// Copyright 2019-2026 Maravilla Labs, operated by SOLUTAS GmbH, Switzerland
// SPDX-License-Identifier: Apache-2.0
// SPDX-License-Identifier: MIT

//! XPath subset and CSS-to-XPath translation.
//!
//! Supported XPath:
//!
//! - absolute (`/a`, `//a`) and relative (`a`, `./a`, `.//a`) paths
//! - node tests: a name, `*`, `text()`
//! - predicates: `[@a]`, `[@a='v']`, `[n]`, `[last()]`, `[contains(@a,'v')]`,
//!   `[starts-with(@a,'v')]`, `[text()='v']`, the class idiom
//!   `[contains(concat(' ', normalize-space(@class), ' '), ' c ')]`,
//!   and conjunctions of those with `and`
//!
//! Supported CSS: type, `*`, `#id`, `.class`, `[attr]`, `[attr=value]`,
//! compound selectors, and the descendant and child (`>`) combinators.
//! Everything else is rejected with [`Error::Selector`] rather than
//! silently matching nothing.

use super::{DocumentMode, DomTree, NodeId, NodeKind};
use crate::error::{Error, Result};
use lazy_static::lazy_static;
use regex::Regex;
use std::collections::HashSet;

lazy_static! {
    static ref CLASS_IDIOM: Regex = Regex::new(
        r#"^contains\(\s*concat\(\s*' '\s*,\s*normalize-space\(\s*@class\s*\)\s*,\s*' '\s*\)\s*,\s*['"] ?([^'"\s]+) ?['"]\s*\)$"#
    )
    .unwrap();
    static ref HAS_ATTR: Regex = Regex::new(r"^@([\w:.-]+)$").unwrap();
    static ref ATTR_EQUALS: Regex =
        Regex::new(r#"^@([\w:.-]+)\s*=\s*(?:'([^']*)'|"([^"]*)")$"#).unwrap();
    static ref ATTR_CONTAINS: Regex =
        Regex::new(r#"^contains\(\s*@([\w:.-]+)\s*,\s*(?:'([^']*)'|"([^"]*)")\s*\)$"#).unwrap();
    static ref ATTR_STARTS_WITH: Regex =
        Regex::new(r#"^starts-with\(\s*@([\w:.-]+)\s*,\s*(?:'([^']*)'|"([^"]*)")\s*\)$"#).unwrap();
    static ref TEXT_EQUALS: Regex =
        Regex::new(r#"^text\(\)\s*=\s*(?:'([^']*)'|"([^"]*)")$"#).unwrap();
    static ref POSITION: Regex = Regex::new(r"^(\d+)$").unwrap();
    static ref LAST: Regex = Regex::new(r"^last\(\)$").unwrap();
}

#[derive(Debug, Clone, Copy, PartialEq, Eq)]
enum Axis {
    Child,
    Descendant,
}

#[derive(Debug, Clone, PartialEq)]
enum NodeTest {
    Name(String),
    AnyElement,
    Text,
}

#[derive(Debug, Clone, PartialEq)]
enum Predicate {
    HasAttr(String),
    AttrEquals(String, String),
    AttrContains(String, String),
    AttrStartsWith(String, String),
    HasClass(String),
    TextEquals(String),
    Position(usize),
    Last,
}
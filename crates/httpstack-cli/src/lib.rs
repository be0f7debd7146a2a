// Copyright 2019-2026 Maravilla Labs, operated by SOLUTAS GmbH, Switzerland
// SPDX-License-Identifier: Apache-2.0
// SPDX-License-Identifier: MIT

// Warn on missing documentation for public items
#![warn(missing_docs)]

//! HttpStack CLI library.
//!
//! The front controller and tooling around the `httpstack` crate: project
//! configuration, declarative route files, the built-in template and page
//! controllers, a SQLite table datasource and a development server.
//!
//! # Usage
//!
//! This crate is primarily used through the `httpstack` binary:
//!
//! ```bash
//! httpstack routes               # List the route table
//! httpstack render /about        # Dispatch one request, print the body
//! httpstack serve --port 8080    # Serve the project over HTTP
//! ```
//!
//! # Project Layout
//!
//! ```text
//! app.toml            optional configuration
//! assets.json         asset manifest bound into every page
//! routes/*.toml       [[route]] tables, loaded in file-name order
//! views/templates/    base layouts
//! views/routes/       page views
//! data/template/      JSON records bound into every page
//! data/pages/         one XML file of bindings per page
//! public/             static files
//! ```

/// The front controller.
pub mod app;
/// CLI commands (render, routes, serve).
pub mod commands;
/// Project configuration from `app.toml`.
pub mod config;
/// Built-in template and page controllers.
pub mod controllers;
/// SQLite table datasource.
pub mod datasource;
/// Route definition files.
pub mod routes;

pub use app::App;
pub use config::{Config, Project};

REQUIRED WORK
Output all the lines above. Keep each one exact.

ANSWER TO THIS EXERCISE
// Copyright 2019-2026 Maravilla Labs, operated by SOLUTAS GmbH, Switzerland
// SPDX-License-Identifier: Apache-2.0
// SPDX-License-Identifier: MIT

//! XPath subset and CSS-to-XPath translation.
//!
//! Supported XPath:
//!
//! - absolute (`/a`, `//a`) and relative (`a`, `./a`, `.//a`) paths
//! - node tests: a name, `*`, `text()`
//! - predicates: `[@a]`, `[@a='v']`, `[n]`, `[last()]`, `[contains(@a,'v')]`,
//!   `[starts-with(@a,'v')]`, `[text()='v']`, the class idiom
//!   `[contains(concat(' ', normalize-space(@class), ' '), ' c ')]`,
//!   and conjunctions of those with `and`
//!
//! Supported CSS: type, `*`, `#id`, `.class`, `[attr]`, `[attr=value]`,
//! compound selectors, and the descendant and child (`>`) combinators.
//! Everything else is rejected with [`Error::Selector`] rather than
//! silently matching nothing.

use super::{DocumentMode, DomTree, NodeId, NodeKind};
use crate::error::{Error, Result};
use lazy_static::lazy_static;
use regex::Regex;
use std::collections::HashSet;

lazy_static! {
    static ref CLASS_IDIOM: Regex = Regex::new(
        r#"^contains\(\s*concat\(\s*' '\s*,\s*normalize-space\(\s*@class\s*\)\s*,\s*' '\s*\)\s*,\s*['"] ?([^'"\s]+) ?['"]\s*\)$"#
    )
    .unwrap();
    static ref HAS_ATTR: Regex = Regex::new(r"^@([\w:.-]+)$").unwrap();
    static ref ATTR_EQUALS: Regex =
        Regex::new(r#"^@([\w:.-]+)\s*=\s*(?:'([^']*)'|"([^"]*)")$"#).unwrap();
    static ref ATTR_CONTAINS: Regex =
        Regex::new(r#"^contains\(\s*@([\w:.-]+)\s*,\s*(?:'([^']*)'|"([^"]*)")\s*\)$"#).unwrap();
    static ref ATTR_STARTS_WITH: Regex =
        Regex::new(r#"^starts-with\(\s*@([\w:.-]+)\s*,\s*(?:'([^']*)'|"([^"]*)")\s*\)$"#).unwrap();
    static ref TEXT_EQUALS: Regex =
        Regex::new(r#"^text\(\)\s*=\s*(?:'([^']*)'|"([^"]*)")$"#).unwrap();
    static ref POSITION: Regex = Regex::new(r"^(\d+)$").unwrap();
    static ref LAST: Regex = Regex::new(r"^last\(\)$").unwrap();
}

#[derive(Debug, Clone, Copy, PartialEq, Eq)]
enum Axis {
    Child,
    Descendant,
}

#[derive(Debug, Clone, PartialEq)]
enum NodeTest {
    Name(String),
    AnyElement,
    Text,
}

#[derive(Debug, Clone, PartialEq)]
enum Predicate {
    HasAttr(String),
    AttrEquals(String, String),
    AttrContains(String, String),
    AttrStartsWith(String, String),
    HasClass(String),
    TextEquals(String),
    Position(usize),
    Last,
}
filename crates/httpstack-cli/src/lib.rs
repository be0f7debd7146a2a
// Copyright 2019-2026 Maravilla Labs, operated by SOLUTAS GmbH, Switzerland
// SPDX-License-Identifier: Apache-2.0
// SPDX-License-Identifier: MIT

// Warn on missing documentation for public items
#![warn(missing_docs)]

//! HttpStack CLI library.
//!
//! The front controller and tooling around the `httpstack` crate: project
//! configuration, declarative route files, the built-in template and page
//! controllers, a SQLite table datasource and a development server.
//!
//! # Usage
//!
//! This crate is primarily used through the `httpstack` binary:
//!
//! ```bash
//! httpstack routes               # List the route table
//! httpstack render /about        # Dispatch one request, print the body
//! httpstack serve --port 8080    # Serve the project over HTTP
//! ```
//!
//! # Project Layout
//!
//! ```text
//! app.toml            optional configuration
//! assets.json         asset manifest bound into every page
//! routes/*.toml       [[route]] tables, loaded in file-name order
//! views/templates/    base layouts
//! views/routes/       page views
//! data/template/      JSON records bound into every page
//! data/pages/         one XML file of bindings per page
//! public/             static files
//! ```

/// The front controller.
pub mod app;
/// CLI commands (render, routes, serve).
pub mod commands;
/// Project configuration from `app.toml`.
pub mod config;
/// Built-in template and page controllers.
pub mod controllers;
/// SQLite table datasource.
pub mod datasource;
/// Route definition files.
pub mod routes;

pub use app::App;
pub use config::{Config, Project};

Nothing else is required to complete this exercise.